DATASET ENTRIES →
- Opening Delimiter -

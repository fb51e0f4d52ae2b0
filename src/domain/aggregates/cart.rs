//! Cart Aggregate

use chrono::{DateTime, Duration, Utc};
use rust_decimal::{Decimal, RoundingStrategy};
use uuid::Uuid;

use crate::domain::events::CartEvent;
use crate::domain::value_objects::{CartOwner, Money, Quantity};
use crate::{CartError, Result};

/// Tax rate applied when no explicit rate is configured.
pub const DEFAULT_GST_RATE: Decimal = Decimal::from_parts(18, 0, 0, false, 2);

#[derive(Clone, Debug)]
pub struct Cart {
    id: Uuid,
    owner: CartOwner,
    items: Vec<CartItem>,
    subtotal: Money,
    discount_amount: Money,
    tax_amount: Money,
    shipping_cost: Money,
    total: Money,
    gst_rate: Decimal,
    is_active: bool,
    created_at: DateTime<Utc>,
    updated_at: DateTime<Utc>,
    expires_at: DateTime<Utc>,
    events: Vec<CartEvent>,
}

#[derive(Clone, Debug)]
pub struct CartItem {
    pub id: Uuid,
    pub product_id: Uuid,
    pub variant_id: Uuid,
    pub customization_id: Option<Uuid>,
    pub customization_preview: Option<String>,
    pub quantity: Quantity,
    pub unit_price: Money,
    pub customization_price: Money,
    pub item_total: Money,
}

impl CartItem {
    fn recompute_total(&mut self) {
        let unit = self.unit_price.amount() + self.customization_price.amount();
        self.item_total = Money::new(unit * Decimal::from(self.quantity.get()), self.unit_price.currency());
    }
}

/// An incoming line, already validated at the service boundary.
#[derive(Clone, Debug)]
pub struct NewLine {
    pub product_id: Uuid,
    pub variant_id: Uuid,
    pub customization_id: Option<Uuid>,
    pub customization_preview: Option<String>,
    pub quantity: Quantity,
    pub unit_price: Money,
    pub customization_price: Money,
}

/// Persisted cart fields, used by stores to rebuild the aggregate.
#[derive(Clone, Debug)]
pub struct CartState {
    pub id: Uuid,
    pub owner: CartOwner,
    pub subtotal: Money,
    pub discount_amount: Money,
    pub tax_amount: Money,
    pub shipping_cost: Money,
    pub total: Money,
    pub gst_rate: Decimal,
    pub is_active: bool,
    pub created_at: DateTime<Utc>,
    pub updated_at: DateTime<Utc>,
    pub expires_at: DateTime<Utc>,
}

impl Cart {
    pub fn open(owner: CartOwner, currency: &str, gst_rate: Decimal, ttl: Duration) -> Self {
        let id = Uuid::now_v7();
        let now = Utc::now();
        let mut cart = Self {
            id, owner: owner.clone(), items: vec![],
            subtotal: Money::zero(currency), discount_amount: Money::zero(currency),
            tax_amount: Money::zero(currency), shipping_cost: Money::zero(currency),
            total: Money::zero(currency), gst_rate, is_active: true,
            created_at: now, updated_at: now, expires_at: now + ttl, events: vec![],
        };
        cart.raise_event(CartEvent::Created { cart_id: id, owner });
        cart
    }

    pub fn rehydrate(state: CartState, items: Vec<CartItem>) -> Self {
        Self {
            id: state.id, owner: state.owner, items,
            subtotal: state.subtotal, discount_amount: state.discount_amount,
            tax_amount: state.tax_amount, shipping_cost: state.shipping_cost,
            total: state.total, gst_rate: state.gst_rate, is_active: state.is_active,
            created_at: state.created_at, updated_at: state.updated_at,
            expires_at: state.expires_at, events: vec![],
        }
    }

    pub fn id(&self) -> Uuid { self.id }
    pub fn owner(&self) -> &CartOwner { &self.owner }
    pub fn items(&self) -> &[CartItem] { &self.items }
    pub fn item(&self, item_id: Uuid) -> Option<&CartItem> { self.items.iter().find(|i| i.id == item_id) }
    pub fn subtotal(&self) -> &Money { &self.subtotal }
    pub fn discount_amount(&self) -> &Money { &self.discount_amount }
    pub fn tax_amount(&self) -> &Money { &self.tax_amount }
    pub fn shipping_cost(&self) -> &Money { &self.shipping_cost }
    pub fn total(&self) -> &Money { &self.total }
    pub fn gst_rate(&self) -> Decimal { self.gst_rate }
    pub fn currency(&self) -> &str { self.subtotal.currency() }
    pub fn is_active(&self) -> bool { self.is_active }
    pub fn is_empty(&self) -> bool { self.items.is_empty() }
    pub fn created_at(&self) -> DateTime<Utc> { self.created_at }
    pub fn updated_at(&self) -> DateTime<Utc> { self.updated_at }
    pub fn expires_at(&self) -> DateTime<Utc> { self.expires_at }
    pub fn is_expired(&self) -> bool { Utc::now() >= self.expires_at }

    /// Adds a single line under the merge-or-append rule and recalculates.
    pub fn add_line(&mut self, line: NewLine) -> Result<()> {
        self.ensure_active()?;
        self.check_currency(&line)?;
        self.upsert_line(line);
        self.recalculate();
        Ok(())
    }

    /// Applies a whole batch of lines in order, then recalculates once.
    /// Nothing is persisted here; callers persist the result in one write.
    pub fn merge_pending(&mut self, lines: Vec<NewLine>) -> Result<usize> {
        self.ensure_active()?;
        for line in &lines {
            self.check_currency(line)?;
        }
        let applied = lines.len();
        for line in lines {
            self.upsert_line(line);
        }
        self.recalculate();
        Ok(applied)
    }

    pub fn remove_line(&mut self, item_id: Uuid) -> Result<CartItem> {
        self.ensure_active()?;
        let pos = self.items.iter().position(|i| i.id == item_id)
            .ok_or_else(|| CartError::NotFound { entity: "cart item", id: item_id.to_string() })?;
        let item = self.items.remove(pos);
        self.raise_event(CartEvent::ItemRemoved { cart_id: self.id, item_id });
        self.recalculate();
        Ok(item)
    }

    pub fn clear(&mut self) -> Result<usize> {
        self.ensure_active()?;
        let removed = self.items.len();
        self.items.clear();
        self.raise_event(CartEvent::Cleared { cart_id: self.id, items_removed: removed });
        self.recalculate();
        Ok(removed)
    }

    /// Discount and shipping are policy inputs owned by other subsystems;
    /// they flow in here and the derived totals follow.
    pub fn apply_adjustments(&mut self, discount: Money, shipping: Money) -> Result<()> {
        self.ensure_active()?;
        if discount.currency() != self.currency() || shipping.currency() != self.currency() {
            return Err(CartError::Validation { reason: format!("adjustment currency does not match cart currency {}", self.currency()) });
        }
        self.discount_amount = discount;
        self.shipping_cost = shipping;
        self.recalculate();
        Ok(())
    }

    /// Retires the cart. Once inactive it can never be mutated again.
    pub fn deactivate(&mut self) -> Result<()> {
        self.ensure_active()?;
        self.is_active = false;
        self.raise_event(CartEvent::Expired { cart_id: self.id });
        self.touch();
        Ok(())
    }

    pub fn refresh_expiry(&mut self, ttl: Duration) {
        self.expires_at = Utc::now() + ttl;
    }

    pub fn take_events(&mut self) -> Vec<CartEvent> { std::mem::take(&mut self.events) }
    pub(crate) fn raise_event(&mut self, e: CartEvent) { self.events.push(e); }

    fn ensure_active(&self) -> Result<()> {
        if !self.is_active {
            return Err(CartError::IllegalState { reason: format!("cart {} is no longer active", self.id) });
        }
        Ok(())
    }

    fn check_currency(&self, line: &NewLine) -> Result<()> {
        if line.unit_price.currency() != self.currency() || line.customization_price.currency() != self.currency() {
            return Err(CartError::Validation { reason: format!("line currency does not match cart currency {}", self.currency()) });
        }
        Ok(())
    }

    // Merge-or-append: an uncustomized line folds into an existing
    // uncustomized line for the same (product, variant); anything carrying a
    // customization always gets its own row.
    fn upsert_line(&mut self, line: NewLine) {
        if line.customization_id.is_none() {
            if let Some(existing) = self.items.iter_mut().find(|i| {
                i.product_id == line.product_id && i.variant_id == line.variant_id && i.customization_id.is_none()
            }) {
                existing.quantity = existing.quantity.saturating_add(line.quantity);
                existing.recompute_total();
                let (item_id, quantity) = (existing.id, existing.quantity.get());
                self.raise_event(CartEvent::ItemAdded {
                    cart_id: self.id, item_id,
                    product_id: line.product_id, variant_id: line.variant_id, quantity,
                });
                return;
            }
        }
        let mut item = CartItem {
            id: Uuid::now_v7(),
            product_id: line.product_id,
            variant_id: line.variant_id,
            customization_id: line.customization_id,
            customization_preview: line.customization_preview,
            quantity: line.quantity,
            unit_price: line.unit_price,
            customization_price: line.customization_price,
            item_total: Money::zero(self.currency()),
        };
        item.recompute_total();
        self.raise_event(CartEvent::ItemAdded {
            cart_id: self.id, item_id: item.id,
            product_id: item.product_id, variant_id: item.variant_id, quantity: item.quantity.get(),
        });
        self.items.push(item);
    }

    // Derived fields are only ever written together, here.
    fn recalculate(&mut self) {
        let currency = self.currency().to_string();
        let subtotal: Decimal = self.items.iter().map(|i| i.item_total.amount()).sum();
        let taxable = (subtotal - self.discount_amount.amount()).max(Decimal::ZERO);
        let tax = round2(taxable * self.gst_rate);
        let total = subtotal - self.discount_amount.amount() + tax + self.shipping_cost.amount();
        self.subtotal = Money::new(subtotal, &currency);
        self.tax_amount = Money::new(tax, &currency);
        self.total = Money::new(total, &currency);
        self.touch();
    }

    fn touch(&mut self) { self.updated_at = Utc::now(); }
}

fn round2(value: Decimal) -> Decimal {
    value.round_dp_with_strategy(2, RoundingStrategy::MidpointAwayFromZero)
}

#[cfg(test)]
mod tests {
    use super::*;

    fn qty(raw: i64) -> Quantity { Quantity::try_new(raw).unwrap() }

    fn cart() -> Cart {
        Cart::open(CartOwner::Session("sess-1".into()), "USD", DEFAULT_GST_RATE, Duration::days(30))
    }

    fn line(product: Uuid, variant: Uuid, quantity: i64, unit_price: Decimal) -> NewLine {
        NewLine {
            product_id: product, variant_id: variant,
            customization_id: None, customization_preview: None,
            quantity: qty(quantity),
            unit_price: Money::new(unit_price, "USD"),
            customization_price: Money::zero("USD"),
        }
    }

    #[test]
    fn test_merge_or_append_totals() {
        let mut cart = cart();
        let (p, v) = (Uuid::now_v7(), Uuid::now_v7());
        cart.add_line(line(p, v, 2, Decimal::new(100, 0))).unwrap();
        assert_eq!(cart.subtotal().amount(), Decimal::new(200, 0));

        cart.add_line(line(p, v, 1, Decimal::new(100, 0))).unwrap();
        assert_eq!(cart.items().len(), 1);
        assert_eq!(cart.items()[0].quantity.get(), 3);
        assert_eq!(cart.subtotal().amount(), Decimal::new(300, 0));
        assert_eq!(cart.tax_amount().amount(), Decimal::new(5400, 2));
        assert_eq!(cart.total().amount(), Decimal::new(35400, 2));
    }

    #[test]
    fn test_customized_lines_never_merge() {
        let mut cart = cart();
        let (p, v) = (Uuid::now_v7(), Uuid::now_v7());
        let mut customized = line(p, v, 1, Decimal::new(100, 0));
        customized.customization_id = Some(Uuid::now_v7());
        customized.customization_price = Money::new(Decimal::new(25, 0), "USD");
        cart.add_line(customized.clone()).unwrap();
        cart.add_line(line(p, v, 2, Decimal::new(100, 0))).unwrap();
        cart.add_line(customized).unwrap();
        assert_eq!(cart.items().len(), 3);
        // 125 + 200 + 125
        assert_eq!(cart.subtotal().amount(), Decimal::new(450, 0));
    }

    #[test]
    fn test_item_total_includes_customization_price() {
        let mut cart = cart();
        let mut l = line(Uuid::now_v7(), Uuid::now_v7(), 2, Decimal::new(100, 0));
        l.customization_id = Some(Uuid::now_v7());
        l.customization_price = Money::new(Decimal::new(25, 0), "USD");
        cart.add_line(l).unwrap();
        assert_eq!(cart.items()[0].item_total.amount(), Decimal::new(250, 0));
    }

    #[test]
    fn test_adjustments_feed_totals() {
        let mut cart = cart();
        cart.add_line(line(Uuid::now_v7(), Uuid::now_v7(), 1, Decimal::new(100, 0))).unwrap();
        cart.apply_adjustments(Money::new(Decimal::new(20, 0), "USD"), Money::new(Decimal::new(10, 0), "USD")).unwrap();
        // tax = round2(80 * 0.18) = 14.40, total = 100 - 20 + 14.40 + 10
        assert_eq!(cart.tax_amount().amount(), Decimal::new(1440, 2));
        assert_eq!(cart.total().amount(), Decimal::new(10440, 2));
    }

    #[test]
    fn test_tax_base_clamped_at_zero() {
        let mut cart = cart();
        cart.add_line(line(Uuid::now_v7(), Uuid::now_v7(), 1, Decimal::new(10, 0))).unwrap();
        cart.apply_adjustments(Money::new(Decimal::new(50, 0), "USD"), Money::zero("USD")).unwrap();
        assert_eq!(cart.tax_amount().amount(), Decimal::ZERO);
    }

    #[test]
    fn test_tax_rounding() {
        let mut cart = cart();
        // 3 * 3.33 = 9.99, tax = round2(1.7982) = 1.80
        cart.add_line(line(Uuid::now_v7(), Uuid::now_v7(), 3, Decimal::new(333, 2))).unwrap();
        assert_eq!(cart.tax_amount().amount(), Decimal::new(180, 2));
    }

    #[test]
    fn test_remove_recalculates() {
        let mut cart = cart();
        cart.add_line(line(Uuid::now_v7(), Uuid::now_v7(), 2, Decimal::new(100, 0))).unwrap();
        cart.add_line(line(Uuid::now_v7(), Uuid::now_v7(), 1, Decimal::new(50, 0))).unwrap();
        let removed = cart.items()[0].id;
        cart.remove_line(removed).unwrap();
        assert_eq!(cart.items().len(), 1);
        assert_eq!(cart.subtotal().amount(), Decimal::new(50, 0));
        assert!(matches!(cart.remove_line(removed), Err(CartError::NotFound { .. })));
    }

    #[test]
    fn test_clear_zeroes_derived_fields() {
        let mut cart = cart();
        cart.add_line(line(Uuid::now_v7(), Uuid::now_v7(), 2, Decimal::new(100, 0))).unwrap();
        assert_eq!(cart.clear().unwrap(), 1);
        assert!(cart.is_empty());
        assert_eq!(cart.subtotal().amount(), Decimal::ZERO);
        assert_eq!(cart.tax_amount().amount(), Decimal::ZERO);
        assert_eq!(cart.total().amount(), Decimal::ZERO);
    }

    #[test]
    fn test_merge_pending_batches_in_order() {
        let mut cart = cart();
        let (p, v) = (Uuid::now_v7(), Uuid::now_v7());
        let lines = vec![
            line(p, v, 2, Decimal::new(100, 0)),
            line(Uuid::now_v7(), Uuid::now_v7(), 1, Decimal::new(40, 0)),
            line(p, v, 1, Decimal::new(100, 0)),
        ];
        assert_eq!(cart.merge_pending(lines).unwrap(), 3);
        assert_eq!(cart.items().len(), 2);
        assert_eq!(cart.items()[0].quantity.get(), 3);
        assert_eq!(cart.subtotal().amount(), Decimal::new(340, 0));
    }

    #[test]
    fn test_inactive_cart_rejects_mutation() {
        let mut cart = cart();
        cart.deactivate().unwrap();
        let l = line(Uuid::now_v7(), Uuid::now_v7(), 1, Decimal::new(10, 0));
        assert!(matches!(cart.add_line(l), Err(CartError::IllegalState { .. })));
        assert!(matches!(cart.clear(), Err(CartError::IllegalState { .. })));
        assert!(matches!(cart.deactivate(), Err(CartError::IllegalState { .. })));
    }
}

- Closing Delimiter -

WORK REQUIRED →
Among the lines of the listing above, which ones contain the word "NotFound"? Show them.

OUTPUT OF THE TASK →
            .ok_or_else(|| CartError::NotFound { entity: "cart item", id: item_id.to_string() })?;
        assert!(matches!(cart.remove_line(removed), Err(CartError::NotFound { .. })));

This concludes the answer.